### Data in this exercise
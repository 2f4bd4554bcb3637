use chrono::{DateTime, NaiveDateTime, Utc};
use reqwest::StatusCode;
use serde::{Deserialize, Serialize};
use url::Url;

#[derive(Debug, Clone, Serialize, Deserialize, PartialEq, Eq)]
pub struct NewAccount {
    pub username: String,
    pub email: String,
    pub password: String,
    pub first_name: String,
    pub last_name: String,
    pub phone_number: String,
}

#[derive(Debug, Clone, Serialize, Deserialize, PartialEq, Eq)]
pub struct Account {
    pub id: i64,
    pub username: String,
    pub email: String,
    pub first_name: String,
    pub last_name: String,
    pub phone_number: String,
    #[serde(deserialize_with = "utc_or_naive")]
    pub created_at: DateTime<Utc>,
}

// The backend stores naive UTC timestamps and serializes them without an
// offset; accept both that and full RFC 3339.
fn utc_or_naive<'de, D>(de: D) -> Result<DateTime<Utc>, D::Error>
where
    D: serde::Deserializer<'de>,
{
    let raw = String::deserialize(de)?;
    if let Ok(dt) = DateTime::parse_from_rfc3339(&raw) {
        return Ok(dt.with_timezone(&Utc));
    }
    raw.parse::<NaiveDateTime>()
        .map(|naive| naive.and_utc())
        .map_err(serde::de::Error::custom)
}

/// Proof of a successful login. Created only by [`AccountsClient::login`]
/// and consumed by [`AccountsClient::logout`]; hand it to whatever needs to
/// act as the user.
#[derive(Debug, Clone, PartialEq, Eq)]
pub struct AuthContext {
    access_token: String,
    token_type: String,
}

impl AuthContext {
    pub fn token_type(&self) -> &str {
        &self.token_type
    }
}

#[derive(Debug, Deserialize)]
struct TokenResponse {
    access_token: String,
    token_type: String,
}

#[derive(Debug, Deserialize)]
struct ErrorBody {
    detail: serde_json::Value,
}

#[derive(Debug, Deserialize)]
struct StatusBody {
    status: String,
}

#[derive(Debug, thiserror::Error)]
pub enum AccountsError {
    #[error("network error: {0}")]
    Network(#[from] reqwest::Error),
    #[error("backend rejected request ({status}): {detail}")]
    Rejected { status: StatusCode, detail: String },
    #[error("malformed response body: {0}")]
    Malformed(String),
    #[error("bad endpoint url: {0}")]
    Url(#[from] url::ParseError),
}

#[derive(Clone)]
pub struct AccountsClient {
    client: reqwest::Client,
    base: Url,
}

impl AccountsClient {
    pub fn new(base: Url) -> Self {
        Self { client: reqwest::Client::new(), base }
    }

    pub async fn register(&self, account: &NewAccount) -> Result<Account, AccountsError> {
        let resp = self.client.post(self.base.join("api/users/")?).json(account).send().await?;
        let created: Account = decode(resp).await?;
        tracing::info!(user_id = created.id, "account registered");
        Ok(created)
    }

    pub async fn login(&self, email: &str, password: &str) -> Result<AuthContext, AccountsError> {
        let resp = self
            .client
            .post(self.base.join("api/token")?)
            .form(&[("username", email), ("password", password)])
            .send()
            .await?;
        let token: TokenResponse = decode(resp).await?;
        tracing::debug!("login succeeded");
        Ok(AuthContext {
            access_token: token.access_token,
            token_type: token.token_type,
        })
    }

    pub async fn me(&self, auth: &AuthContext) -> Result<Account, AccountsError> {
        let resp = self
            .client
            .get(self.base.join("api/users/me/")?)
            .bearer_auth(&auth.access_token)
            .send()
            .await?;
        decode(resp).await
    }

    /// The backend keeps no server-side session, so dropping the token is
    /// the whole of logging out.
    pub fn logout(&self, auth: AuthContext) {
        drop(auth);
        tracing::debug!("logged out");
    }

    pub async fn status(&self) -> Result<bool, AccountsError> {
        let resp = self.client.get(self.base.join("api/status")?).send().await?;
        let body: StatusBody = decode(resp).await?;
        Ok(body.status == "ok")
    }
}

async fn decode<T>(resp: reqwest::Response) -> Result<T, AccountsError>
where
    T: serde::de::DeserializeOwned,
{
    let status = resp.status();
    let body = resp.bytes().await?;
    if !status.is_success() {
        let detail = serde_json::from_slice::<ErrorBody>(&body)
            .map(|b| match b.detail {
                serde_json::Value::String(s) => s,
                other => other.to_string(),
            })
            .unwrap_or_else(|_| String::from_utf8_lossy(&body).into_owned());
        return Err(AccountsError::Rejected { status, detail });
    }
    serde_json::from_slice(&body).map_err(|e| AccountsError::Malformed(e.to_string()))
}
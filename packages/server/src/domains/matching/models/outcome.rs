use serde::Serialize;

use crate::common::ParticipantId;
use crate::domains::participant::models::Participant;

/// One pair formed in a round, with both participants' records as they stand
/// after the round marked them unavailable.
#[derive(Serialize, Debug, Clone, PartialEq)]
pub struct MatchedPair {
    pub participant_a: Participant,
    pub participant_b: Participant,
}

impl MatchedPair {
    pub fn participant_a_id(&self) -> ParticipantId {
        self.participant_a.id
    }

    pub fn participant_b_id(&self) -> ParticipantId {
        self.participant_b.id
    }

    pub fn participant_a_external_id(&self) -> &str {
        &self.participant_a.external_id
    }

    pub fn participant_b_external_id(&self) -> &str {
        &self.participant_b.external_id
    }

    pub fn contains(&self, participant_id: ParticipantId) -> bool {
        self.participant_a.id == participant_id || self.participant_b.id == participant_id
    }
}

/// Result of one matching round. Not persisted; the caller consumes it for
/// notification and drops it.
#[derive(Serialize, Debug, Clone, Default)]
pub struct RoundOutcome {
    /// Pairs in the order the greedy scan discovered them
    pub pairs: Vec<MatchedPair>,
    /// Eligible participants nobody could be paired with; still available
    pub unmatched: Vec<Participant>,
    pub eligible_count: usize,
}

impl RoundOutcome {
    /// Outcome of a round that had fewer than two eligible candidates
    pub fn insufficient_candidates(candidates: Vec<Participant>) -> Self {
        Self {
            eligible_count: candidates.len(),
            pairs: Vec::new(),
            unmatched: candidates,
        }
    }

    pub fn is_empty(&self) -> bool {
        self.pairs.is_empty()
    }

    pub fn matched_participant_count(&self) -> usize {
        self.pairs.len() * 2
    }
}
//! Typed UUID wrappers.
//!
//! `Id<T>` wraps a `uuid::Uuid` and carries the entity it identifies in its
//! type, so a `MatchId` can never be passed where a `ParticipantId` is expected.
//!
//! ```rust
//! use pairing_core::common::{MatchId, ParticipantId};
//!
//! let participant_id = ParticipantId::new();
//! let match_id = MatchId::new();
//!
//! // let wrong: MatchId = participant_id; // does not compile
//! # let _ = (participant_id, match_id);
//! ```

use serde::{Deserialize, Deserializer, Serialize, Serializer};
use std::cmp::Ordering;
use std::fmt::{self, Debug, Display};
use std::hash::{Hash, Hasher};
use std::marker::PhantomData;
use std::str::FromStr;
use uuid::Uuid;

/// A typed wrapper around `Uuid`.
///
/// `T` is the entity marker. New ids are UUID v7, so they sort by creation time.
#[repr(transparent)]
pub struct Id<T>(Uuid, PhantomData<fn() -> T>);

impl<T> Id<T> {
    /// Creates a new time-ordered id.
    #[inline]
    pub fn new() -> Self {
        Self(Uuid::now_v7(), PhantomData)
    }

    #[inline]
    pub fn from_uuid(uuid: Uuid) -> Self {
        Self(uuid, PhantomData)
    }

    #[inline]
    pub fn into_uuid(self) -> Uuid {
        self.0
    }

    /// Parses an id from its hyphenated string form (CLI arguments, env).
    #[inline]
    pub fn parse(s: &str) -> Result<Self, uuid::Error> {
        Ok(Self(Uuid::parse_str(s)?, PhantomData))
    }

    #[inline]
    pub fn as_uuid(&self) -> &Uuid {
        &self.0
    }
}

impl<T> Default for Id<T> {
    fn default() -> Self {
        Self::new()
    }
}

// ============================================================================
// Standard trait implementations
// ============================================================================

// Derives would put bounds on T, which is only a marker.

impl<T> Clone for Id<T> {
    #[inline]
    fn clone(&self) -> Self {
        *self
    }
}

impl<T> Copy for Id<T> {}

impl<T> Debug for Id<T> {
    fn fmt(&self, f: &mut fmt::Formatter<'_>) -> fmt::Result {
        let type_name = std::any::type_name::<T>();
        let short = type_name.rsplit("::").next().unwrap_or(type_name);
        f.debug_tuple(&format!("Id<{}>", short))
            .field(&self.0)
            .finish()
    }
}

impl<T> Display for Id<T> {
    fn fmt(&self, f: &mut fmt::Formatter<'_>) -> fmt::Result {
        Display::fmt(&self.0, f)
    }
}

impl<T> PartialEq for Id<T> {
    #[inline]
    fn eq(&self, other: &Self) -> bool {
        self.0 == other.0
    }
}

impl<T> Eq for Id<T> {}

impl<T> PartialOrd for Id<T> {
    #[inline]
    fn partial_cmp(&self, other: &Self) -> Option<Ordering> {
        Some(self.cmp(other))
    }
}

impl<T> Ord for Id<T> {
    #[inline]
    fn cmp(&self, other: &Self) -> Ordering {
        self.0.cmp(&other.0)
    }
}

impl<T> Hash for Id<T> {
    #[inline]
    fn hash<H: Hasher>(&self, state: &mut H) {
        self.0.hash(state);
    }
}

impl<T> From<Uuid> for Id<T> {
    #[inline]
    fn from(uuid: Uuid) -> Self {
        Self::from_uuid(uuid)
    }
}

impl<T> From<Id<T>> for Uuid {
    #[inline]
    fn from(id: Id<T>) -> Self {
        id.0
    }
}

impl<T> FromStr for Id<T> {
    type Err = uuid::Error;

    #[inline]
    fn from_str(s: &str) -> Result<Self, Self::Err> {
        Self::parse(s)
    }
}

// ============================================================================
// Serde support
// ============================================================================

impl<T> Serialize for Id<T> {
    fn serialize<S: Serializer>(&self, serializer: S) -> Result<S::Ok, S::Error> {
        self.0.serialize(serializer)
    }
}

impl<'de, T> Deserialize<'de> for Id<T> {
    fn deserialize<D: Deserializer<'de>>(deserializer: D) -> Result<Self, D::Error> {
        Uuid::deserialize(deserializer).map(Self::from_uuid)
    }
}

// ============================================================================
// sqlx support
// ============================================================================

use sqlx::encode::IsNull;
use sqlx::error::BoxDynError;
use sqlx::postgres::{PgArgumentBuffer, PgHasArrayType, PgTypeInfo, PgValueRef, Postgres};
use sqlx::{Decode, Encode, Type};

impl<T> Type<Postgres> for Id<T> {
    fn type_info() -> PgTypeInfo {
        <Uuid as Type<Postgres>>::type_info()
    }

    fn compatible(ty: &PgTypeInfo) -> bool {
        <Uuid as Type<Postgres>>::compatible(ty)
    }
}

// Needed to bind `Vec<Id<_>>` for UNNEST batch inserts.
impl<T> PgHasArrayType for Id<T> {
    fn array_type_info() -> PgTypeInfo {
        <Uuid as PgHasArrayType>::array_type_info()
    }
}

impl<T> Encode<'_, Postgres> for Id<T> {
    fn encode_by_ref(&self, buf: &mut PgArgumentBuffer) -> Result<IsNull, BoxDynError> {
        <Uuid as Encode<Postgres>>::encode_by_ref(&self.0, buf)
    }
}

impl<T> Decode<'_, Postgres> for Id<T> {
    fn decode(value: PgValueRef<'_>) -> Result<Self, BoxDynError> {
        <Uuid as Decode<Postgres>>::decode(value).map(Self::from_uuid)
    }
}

### Description of the task
The answer needed is a single number: how many lines in the records above hold the string "sqlx". Please write nothing else.

### Output of the task
5